二进制字符串到十六进制 c++

2022-01-09 00:00:00 binary hex c++

将二进制字符串更改为十六进制时,我只能根据我找到的答案将其设置为特定大小.但我想以比这更有效的方式将 MASSIVE 二进制字符串更改为完整的十六进制字符串,这是我遇到的唯一完全做到这一点的方法:

for(size_t i = 0; i <(binarySubVec.size() - 1); i++){字符串 binToHex, tmp = "0000";for (size_t j = 0; j < binaryVecStr[i].size(); j += 4){tmp = binaryVecStr[i].substr(j, 4);if (!tmp.compare("0000")) binToHex += "0";否则 if (!tmp.compare("0001")) binToHex += "1";否则 if (!tmp.compare("0010")) binToHex += "2";否则 if (!tmp.compare("0011")) binToHex += "3";否则 if (!tmp.compare("0100")) binToHex += "4";否则 if (!tmp.compare("0101")) binToHex += "5";否则 if (!tmp.compare("0110")) binToHex += "6";否则 if (!tmp.compare("0111")) binToHex += "7";否则 if (!tmp.compare("1000")) binToHex += "8";否则 if (!tmp.compare("1001")) binToHex += "9";否则 if (!tmp.compare("1010")) binToHex += "A";否则 if (!tmp.compare("1011")) binToHex += "B";否则 if (!tmp.compare("1100")) binToHex += "C";否则 if (!tmp.compare("1101")) binToHex += "D";否则 if (!tmp.compare("1110")) binToHex += "E";否则 if (!tmp.compare("1111")) binToHex += "F";否则继续;}hexOStr <

它彻底而绝对,但速度很慢.

有没有更简单的方法?

解决方案

更新最后添加比较和基准

这是另一个基于完美哈希的方法.完美的哈希是使用 gperf 生成的(如下所述:10 小时前一时兴起.如果您真的想要高吞吐量,完美的哈希是一个不错的开始,但可以考虑手动滚动基于 SIMD 的解决方案

When changing a Binary string to Hex, I could only do it to a certain size based off of the answers I found. But I want to change MASSIVE Binary strings into their complete Hex counterpart in a more efficient way than this which is the only way I've come across that does it completely:

for(size_t i = 0; i < (binarySubVec.size() - 1); i++){
    string binToHex, tmp = "0000";
    for (size_t j = 0; j < binaryVecStr[i].size(); j += 4){
        tmp = binaryVecStr[i].substr(j, 4);
        if      (!tmp.compare("0000")) binToHex += "0";
        else if (!tmp.compare("0001")) binToHex += "1";
        else if (!tmp.compare("0010")) binToHex += "2";
        else if (!tmp.compare("0011")) binToHex += "3";
        else if (!tmp.compare("0100")) binToHex += "4";
        else if (!tmp.compare("0101")) binToHex += "5";
        else if (!tmp.compare("0110")) binToHex += "6";
        else if (!tmp.compare("0111")) binToHex += "7";
        else if (!tmp.compare("1000")) binToHex += "8";
        else if (!tmp.compare("1001")) binToHex += "9";
        else if (!tmp.compare("1010")) binToHex += "A";
        else if (!tmp.compare("1011")) binToHex += "B";
        else if (!tmp.compare("1100")) binToHex += "C";
        else if (!tmp.compare("1101")) binToHex += "D";
        else if (!tmp.compare("1110")) binToHex += "E";
        else if (!tmp.compare("1111")) binToHex += "F";
        else continue;
    }
    hexOStr << binToHex;
    hexOStr << " ";
}

Its thorough and absolute, but slow.

Is there a simpler way of doing this?

解决方案

UPDATE Added comparison and benchmarks at the end

Here's another take, based on a perfect hash. The perfect hash was generated using gperf (like described here: Is it possible to map string to int faster than using hashmap?).

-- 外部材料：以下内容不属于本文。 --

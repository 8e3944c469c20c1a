//! Period buckets used by summaries and leaderboards.
//!
//! Buckets of one kind partition time without gaps or overlaps:
//! - daily: the calendar day
//! - weekly: anchored on Monday
//! - monthly: anchored on the 1st
//! - yearly: anchored on January 1st
//! - all-time: a single bucket dated [`all_time_bucket`]
//!
//! All dates are UTC calendar dates.

use std::fmt;
use std::str::FromStr;

use chrono::{DateTime, Datelike, Days, Months, NaiveDate, NaiveTime, TimeZone, Utc};
use serde::{Deserialize, Serialize};

use super::ParseEnumError;

/// Bucket date of the single all-time bucket.
pub fn all_time_bucket() -> NaiveDate {
    NaiveDate::from_ymd_opt(2000, 1, 1).unwrap_or_default()
}

/// Summary / leaderboard period granularity.
#[derive(Debug, Clone, Copy, PartialEq, Eq, Hash, PartialOrd, Ord, Serialize, Deserialize)]
#[serde(rename_all = "snake_case")]
pub enum PeriodKind {
    Daily,
    Weekly,
    Monthly,
    Yearly,
    AllTime,
}

impl PeriodKind {
    pub const ALL: [PeriodKind; 5] = [
        PeriodKind::Daily,
        PeriodKind::Weekly,
        PeriodKind::Monthly,
        PeriodKind::Yearly,
        PeriodKind::AllTime,
    ];

    pub fn as_str(&self) -> &'static str {
        match self {
            PeriodKind::Daily => "daily",
            PeriodKind::Weekly => "weekly",
            PeriodKind::Monthly => "monthly",
            PeriodKind::Yearly => "yearly",
            PeriodKind::AllTime => "all_time",
        }
    }

    /// Bucket date containing `date`.
    pub fn bucket_date(&self, date: NaiveDate) -> NaiveDate {
        match self {
            PeriodKind::Daily => date,
            PeriodKind::Weekly => {
                date - Days::new(u64::from(date.weekday().num_days_from_monday()))
            }
            PeriodKind::Monthly => date.with_day(1).unwrap_or(date),
            PeriodKind::Yearly => NaiveDate::from_ymd_opt(date.year(), 1, 1).unwrap_or(date),
            PeriodKind::AllTime => all_time_bucket(),
        }
    }

    /// Bucket date containing the instant `at`.
    pub fn bucket_for(&self, at: DateTime<Utc>) -> NaiveDate {
        self.bucket_date(at.date_naive())
    }

    /// The bucket immediately after `bucket`. `None` for all-time.
    pub fn next_bucket(&self, bucket: NaiveDate) -> Option<NaiveDate> {
        match self {
            PeriodKind::Daily => bucket.checked_add_days(Days::new(1)),
            PeriodKind::Weekly => bucket.checked_add_days(Days::new(7)),
            PeriodKind::Monthly => bucket.checked_add_months(Months::new(1)),
            PeriodKind::Yearly => bucket.checked_add_months(Months::new(12)),
            PeriodKind::AllTime => None,
        }
    }

    /// The bucket immediately before `bucket`. `None` for all-time.
    pub fn previous_bucket(&self, bucket: NaiveDate) -> Option<NaiveDate> {
        match self {
            PeriodKind::Daily => bucket.checked_sub_days(Days::new(1)),
            PeriodKind::Weekly => bucket.checked_sub_days(Days::new(7)),
            PeriodKind::Monthly => bucket.checked_sub_months(Months::new(1)),
            PeriodKind::Yearly => bucket.checked_sub_months(Months::new(12)),
            PeriodKind::AllTime => None,
        }
    }

    /// Time window covered by `bucket`. All-time is unbounded.
    pub fn window(&self, bucket: NaiveDate) -> Window {
        match self {
            PeriodKind::AllTime => Window::unbounded(),
            _ => Window {
                start: Some(start_of_day(bucket)),
                end: self.next_bucket(bucket).map(start_of_day),
            },
        }
    }
}

impl fmt::Display for PeriodKind {
    fn fmt(&self, f: &mut fmt::Formatter<'_>) -> fmt::Result {
        f.write_str(self.as_str())
    }
}

impl FromStr for PeriodKind {
    type Err = ParseEnumError;

    fn from_str(s: &str) -> Result<Self, Self::Err> {
        match s {
            "daily" => Ok(PeriodKind::Daily),
            "weekly" => Ok(PeriodKind::Weekly),
            "monthly" => Ok(PeriodKind::Monthly),
            "yearly" => Ok(PeriodKind::Yearly),
            "all_time" => Ok(PeriodKind::AllTime),
            other => Err(ParseEnumError::new("period", other)),
        }
    }
}

/// Half-open time window `[start, end)`. Missing bounds are unbounded.
#[derive(Debug, Clone, Copy, PartialEq, Eq, Default)]
pub struct Window {
    pub start: Option<DateTime<Utc>>,
    pub end: Option<DateTime<Utc>>,
}

impl Window {
    pub fn unbounded() -> Self {
        Self::default()
    }

    pub fn since(start: DateTime<Utc>) -> Self {
        Self {
            start: Some(start),
            end: None,
        }
    }

    pub fn contains(&self, at: DateTime<Utc>) -> bool {
        self.start.map_or(true, |start| at >= start) && self.end.map_or(true, |end| at < end)
    }
}

fn start_of_day(date: NaiveDate) -> DateTime<Utc> {
    Utc.from_utc_datetime(&date.and_time(NaiveTime::MIN))
}
//! Shared utilities: process bootstrap, conflict retry policy and clocks.

pub mod bootstrap;
pub mod clock;
pub mod retry;

pub use clock::{Clock, ManualClock, SystemClock};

I've further optimized by moving function local statics out of the way and marking hexdigit() and hash() as constexpr. This removes unnecessary any initialization overhead and gives the compiler full room for optimization/

I don't expect things to get much faster than this.

You could try reading e.g. 1024 nibbles at a time if possible, and give the compiler a chance to vectorize the operations using AVX/SSE instruction sets. (I have not inspected the generated code to see whether this would happen.)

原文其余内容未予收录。